Prendre le temps de laisser son esprit en roue libre – par exemple en marchant, en faisant la cuisine, sous la douche – sans stimulations extérieures permanentes est donc crucial pour éveiller votre créativité… Mais est-ce suffisant ? De nombreux chercheurs en histoire des sciences, tels que Paul Rabinow, ont insisté sur le fait que les scientifiques aiment réinventer l’histoire de leurs découvertes, en se complaisant dans une idée du « génie » incompris, ayant eu un « euréka » solitaire envers et contre-tous. C’est la plupart du temps une illusion : ces grandes découvertes ne viennent qu’aux esprits bien préparés, ayant une connaissance extrêmement précise des recherches et des avancées de leurs collègues. Leurs moments de vagabondages, s’ils sont cruciaux et doivent être célébrés, viennent donc éclairer d’une nouvelle lumière une montagne de connaissance qu’ils ont lentement et patiemment bâti. C’est peut-être pour cela qu’un certain nombre de grands chercheurs, se mettent après leur grande découverte à se croire capable de donner leurs avis à tort et à travers sur des sujets auxquelles ils ne connaissent rien (avec des conséquences parfois dramatiques, comme dans le cas de Kary Mullis ayant nié publiquement et bruyamment le lien entre maladie SIDA et virus du VIH, ce qui a contribué à l’explosion de l’épidémie dans des pays qu’il conseillait comme l’Afrique du Sud).

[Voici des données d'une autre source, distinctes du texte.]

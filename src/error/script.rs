//! Script error module.
//!
//! Errors raised while parsing table operations given on the command line.

use thiserror::Error;

/// Errors that can occur while parsing a table operation.
#[derive(Error, Debug, PartialEq, Eq)]
pub enum ScriptError {
    /// The verb is not one of `set`, `get`, `del`, `locate`.
    #[error("Unknown operation '{0}', expected one of set, get, del, locate")]
    UnknownVerb(String),
}
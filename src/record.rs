//! Shapes of the records written by [`Logger`](crate::Logger).
//!
//! Every type here is both serializable, which is how the access-log middlewares
//! attach their fields, and deserializable, so that consumers can read the
//! newline-delimited output back.

use serde::{Deserialize, Serialize};
use serde_json::Value;

/// A single output line.
#[derive(Debug, Clone, Default, PartialEq, Serialize, Deserialize)]
#[serde(rename_all = "camelCase")]
pub struct LogRecord {
    #[serde(default, skip_serializing_if = "String::is_empty")]
    pub level: String,
    #[serde(default, skip_serializing_if = "Option::is_none")]
    pub time: Option<i64>,
    #[serde(default, skip_serializing_if = "Option::is_none")]
    pub pid: Option<u32>,
    #[serde(default, skip_serializing_if = "String::is_empty")]
    pub hostname: String,
    #[serde(default, skip_serializing_if = "String::is_empty")]
    pub req_id: String,
    #[serde(default, skip_serializing_if = "Option::is_none")]
    pub http: Option<Http>,
    #[serde(default, skip_serializing_if = "Option::is_none")]
    pub url: Option<Url>,
    #[serde(default, skip_serializing_if = "Option::is_none")]
    pub host: Option<Host>,
    #[serde(default, skip_serializing_if = "Option::is_none")]
    pub response_time: Option<f64>,
    #[serde(default, skip_serializing_if = "Option::is_none")]
    pub error: Option<Value>,
    #[serde(default, skip_serializing_if = "String::is_empty")]
    pub msg: String,
}

impl LogRecord {
    /// Parses every non-blank line of `output`.
    pub fn parse_lines(output: &str) -> serde_json::Result<Vec<LogRecord>> {
        output
            .lines()
            .filter(|line| !line.trim().is_empty())
            .map(serde_json::from_str)
            .collect()
    }
}

/// Event fields attached by the access-log middlewares.
#[derive(Debug, Clone, Default, PartialEq, Serialize, Deserialize)]
#[serde(rename_all = "camelCase")]
pub struct AccessFields {
    #[serde(default, skip_serializing_if = "Http::is_empty")]
    pub http: Http,
    #[serde(default, skip_serializing_if = "Url::is_empty")]
    pub url: Url,
    #[serde(default, skip_serializing_if = "Host::is_empty")]
    pub host: Host,
    #[serde(default, skip_serializing_if = "Option::is_none")]
    pub response_time: Option<f64>,
}

#[derive(Debug, Clone, Default, PartialEq, Serialize, Deserialize)]
pub struct Http {
    #[serde(default, skip_serializing_if = "Option::is_none")]
    pub request: Option<HttpRequest>,
    #[serde(default, skip_serializing_if = "Option::is_none")]
    pub response: Option<HttpResponse>,
}

impl Http {
    pub fn is_empty(&self) -> bool {
        self.request.is_none() && self.response.is_none()
    }
}

#[derive(Debug, Clone, Default, PartialEq, Serialize, Deserialize)]
#[serde(rename_all = "camelCase")]
pub struct HttpRequest {
    #[serde(default, skip_serializing_if = "String::is_empty")]
    pub method: String,
    #[serde(default, skip_serializing_if = "UserAgent::is_empty")]
    pub user_agent: UserAgent,
}

#[derive(Debug, Clone, Default, PartialEq, Serialize, Deserialize)]
pub struct UserAgent {
    #[serde(default, skip_serializing_if = "String::is_empty")]
    pub original: String,
}

impl UserAgent {
    pub fn is_empty(&self) -> bool {
        self.original.is_empty()
    }
}

#[derive(Debug, Clone, Default, PartialEq, Serialize, Deserialize)]
#[serde(rename_all = "camelCase")]
pub struct HttpResponse {
    pub status_code: u16,
    pub body: ResponseBody,
}

#[derive(Debug, Clone, Default, PartialEq, Serialize, Deserialize)]
pub struct ResponseBody {
    pub bytes: u64,
}

#[derive(Debug, Clone, Default, PartialEq, Serialize, Deserialize)]
pub struct Url {
    #[serde(default, skip_serializing_if = "String::is_empty")]
    pub path: String,
}

impl Url {
    pub fn is_empty(&self) -> bool {
        self.path.is_empty()
    }
}

#[derive(Debug, Clone, Default, PartialEq, Serialize, Deserialize)]
#[serde(rename_all = "camelCase")]
pub struct Host {
    #[serde(default, skip_serializing_if = "String::is_empty")]
    pub hostname: String,
    #[serde(default, skip_serializing_if = "String::is_empty")]
    pub forwarded_host: String,
    #[serde(default, skip_serializing_if = "String::is_empty")]
    pub ip: String,
}

impl Host {
    pub fn is_empty(&self) -> bool {
        self.hostname.is_empty() && self.forwarded_host.is_empty() && self.ip.is_empty()
    }
}
impl<B> RequestView for http::Request<B> {
    fn method(&self) -> &str {
        self.method().as_str()
    }

    fn uri(&self) -> Cow<'_, str> {
        let uri = self.uri();
        Cow::Borrowed(uri.path_and_query().map_or(uri.path(), |pq| pq.as_str()))
    }

    fn host(&self) -> Option<Cow<'_, str>> {
        self.headers()
            .header(http::header::HOST.as_str())
            .or_else(|| self.uri().host().map(Cow::Borrowed))
    }
}

/// Access-log configuration shared by all adapters.
#[derive(Debug, Clone)]
pub struct AccessLog {
    logger: Logger,
    exclude: Vec<String>,
    exclude_regex: Vec<Regex>,
    request_id_header: String,
}

impl AccessLog {
    pub fn new(logger: Logger) -> Self {
        AccessLog {
            logger,
            exclude: Vec::new(),
            exclude_regex: Vec::new(),
            request_id_header: REQUEST_ID_HEADER.to_string(),
        }
    }

    /// Do not log requests whose path starts with `prefix`.
    pub fn exclude<T: Into<String>>(mut self, prefix: T) -> Self {
        self.exclude.push(prefix.into());
        self
    }

    /// Do not log requests whose path matches `pattern`.
    pub fn exclude_regex(mut self, pattern: &str) -> Result<Self> {
        self.exclude_regex.push(Regex::new(pattern)?);
        Ok(self)
    }

    /// Header carrying the inbound request id. Defaults to `x-request-id`.
    pub fn request_id_header<T: Into<String>>(mut self, header: T) -> Self {
        self.request_id_header = header.into();
        self
    }

    pub fn logger(&self) -> &Logger {
        &self.logger
    }

    pub fn is_excluded(&self, uri: &str) -> bool {
        self.exclude.iter().any(|prefix| uri.starts_with(prefix.as_str()))
            || self.exclude_regex.iter().any(|re| re.is_match(uri))
    }

    /// Starts the transaction for `req` and writes the incoming record.
    pub fn begin<R: RequestView + ?Sized>(&self, req: &R) -> Transaction {
        let start = Instant::now();

        let uri = req.uri();
        let excluded = self.is_excluded(&uri);

        let provided = req
            .header(&self.request_id_header)
            .filter(|id| !id.is_empty())
            .map(Cow::into_owned)
            .or_else(|| req.request_id_hint());
        // excluded requests stay silent, id generation included
        let id_logger = if excluded {
            self.logger.with_level(Severity::Disabled)
        } else {
            self.logger.clone()
        };
        let request_id =
            request_id::resolve_with(&id_logger, provided.as_deref(), request_id::generate);

        let request = RequestInfo {
            method: req.method().to_string(),
            user_agent: header_string(req, USER_AGENT_HEADER),
            path: uri.into_owned(),
            hostname: remove_port(&req.host().unwrap_or_default()).to_string(),
            forwarded_host: header_string(req, FORWARDED_HOST_HEADER),
            ip: header_string(req, FORWARDED_FOR_HEADER),
        };

        let transaction = Transaction {
            logger: self.logger.with(REQUEST_ID_KEY, &request_id),
            request_id,
            start,
            excluded,
            request,
        };
        if !excluded {
            transaction.log_incoming();
        }
        transaction
    }
}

Ces recherches nous poussent donc à remettre en cause notre vision du « génie » créatif ayant reçu ses talents de fées au berceau. Louis Pasteur, lorsqu’on l’accusait à chacune de ses découvertes majeures, d’être tombé dessus par hasard déclarait ainsi « La chance sourit aux esprits bien préparés ». La créativité est donc un muscle qui se travaille au quotidien, par un travail d’apprentissage traditionnel mais aussi en laissant en prenant des pauses contemplatives chaque jour : le temps de laisser son esprit vagabonder pas tout à fait librement.